[REQUIRED WORK]:
Return the count of lines in the following records that include "paths", and nothing more.

(Dataset entries)
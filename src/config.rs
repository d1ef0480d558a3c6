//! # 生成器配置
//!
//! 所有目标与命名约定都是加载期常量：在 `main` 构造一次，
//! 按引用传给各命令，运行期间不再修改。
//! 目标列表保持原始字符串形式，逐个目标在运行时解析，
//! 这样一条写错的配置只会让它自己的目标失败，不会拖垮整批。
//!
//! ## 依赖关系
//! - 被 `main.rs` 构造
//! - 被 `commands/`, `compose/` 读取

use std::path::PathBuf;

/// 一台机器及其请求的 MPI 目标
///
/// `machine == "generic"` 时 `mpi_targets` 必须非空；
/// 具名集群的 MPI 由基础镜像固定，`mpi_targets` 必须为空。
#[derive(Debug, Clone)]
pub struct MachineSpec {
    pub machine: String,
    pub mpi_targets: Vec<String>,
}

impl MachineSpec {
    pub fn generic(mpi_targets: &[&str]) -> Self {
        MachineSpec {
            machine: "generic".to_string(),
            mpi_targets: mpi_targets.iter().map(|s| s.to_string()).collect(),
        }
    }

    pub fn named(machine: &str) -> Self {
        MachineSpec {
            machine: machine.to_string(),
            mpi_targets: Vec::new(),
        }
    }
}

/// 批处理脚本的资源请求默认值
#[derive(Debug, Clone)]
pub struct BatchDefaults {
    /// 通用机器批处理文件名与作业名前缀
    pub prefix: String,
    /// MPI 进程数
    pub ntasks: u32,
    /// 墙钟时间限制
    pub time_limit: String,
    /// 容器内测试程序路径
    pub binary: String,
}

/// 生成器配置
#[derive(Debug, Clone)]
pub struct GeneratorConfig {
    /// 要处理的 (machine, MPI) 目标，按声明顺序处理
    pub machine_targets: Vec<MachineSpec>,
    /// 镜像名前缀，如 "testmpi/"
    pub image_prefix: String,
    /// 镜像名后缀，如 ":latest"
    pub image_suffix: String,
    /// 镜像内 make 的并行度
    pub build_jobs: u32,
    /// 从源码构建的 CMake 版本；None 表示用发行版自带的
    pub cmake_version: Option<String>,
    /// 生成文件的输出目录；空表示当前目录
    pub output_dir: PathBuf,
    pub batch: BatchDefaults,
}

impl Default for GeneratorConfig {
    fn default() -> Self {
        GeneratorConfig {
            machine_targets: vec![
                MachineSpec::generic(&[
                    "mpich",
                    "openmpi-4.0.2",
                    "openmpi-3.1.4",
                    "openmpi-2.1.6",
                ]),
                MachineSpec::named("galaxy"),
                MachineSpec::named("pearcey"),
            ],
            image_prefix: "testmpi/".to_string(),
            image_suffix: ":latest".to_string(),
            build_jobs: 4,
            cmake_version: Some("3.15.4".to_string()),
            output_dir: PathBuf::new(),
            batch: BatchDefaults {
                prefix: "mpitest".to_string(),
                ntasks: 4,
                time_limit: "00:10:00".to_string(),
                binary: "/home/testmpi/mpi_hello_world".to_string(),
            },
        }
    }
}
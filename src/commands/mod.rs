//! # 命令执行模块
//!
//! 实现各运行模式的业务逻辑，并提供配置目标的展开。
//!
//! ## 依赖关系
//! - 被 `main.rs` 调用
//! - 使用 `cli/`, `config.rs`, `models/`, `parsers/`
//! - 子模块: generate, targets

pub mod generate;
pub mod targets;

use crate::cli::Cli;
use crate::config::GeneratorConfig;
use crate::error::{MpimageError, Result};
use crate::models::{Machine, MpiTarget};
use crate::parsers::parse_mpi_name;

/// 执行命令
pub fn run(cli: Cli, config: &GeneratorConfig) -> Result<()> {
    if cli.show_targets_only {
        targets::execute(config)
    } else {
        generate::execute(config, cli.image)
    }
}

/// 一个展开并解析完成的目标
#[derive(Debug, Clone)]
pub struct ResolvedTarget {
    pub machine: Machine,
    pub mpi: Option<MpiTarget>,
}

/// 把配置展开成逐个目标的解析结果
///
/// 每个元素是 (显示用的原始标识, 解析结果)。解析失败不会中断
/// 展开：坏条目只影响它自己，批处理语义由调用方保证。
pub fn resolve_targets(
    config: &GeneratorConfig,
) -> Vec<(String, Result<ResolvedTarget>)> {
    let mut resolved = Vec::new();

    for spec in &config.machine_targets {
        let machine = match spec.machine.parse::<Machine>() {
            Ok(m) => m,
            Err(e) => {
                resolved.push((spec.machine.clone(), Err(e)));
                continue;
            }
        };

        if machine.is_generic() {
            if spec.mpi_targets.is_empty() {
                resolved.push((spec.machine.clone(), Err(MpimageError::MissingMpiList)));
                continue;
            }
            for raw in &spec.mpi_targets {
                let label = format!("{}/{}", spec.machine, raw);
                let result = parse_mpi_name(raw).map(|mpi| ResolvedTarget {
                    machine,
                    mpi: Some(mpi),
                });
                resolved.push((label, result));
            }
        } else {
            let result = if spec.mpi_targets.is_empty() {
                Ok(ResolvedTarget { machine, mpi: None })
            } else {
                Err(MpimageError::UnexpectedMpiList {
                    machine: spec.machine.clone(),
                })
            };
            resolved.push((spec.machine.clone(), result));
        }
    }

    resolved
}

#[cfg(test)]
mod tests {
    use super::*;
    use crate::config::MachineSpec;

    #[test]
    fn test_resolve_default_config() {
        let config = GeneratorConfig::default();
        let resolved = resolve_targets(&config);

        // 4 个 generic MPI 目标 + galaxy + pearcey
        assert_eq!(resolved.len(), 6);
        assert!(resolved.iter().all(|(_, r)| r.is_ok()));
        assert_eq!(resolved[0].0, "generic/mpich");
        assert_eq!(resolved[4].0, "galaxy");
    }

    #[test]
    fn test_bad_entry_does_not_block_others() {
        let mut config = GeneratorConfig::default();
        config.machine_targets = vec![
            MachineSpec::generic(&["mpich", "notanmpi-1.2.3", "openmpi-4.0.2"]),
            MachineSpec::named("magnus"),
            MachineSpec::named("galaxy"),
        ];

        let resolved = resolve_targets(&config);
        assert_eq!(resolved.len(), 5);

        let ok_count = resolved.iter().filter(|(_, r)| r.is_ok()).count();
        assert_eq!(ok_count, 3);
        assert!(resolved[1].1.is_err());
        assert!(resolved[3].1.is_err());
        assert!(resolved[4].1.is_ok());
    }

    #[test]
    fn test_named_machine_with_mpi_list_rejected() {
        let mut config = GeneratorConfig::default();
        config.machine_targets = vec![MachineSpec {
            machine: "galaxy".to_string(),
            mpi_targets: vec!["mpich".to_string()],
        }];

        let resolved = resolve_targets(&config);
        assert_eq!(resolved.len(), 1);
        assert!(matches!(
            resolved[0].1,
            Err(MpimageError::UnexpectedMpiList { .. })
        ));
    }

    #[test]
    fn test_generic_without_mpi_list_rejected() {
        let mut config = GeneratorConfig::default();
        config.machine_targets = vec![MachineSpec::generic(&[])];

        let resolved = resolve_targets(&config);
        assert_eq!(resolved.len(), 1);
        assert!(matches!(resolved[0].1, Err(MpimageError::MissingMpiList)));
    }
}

==

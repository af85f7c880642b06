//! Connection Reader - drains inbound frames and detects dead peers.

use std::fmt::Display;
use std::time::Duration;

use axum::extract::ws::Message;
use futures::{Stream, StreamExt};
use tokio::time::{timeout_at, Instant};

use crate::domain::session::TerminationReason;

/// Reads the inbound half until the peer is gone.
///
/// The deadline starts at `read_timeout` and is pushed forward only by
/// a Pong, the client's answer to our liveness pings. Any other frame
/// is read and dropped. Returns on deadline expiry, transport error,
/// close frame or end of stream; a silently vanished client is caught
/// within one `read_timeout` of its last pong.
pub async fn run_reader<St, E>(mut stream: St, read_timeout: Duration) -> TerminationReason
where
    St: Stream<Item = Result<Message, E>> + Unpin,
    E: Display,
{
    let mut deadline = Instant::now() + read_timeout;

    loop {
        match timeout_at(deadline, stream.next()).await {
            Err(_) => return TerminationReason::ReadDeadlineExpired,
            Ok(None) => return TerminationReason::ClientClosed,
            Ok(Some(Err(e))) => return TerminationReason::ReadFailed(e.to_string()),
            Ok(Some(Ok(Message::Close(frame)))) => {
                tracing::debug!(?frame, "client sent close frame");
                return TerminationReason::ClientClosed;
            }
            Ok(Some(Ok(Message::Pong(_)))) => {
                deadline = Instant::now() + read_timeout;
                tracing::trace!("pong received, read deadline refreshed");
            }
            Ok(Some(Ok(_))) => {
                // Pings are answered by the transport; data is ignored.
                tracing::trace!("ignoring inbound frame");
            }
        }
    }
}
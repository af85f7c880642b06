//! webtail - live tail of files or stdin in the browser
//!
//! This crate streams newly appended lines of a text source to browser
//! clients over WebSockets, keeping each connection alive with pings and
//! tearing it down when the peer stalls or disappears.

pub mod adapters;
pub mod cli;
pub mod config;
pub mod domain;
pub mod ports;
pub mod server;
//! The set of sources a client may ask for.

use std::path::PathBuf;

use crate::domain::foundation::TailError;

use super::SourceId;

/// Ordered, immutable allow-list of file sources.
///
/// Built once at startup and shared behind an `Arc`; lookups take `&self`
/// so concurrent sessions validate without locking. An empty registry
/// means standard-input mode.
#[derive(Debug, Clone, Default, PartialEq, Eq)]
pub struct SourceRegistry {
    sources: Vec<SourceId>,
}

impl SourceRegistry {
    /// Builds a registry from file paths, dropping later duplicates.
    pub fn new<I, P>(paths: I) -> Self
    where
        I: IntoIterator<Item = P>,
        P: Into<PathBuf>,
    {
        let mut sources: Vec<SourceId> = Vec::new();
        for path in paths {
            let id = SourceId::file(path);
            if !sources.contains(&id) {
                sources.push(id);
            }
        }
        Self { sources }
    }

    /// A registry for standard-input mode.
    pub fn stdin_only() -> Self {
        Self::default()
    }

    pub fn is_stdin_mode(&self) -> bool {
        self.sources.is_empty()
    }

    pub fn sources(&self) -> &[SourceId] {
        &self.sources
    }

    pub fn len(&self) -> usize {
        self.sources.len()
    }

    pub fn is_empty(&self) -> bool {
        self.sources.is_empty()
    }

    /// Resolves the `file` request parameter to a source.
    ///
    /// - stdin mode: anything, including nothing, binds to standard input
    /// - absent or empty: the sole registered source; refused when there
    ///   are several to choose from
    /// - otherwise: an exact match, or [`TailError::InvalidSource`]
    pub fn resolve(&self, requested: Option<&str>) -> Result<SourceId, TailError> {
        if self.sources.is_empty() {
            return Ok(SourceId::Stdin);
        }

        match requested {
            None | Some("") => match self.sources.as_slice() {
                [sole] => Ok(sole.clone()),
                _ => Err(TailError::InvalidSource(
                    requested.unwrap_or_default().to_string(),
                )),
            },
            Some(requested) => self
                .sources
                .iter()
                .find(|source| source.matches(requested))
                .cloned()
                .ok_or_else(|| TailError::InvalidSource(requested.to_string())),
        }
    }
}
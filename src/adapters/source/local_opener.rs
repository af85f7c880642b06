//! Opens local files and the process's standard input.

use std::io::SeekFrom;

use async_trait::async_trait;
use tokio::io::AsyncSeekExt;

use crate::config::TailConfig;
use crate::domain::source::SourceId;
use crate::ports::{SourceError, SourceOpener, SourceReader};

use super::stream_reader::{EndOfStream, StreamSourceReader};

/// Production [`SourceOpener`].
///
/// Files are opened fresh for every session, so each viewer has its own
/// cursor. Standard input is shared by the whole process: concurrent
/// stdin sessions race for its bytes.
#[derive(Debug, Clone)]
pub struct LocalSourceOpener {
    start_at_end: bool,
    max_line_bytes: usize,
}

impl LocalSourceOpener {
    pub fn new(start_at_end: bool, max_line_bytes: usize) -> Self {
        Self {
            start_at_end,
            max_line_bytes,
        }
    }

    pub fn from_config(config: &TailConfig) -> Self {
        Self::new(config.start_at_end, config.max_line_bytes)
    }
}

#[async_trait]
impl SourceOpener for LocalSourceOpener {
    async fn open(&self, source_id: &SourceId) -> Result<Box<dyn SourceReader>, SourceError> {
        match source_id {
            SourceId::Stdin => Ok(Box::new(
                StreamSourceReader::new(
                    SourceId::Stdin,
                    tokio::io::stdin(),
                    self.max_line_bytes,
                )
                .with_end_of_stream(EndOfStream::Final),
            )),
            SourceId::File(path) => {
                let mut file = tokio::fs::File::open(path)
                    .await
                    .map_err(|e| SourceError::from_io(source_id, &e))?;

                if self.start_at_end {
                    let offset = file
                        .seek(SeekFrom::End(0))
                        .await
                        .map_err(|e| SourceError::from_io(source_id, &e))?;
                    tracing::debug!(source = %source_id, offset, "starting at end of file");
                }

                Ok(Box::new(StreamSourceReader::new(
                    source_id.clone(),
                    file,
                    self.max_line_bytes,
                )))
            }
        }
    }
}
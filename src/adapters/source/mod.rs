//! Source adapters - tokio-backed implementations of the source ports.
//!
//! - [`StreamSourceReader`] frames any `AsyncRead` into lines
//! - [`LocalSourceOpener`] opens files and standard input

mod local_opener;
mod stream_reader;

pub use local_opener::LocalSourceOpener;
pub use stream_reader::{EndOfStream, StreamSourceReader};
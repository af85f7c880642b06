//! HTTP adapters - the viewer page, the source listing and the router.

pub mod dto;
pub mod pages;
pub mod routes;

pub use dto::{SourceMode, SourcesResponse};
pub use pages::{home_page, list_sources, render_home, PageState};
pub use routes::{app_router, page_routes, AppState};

[RESULT OF THIS EXERCISE]:
3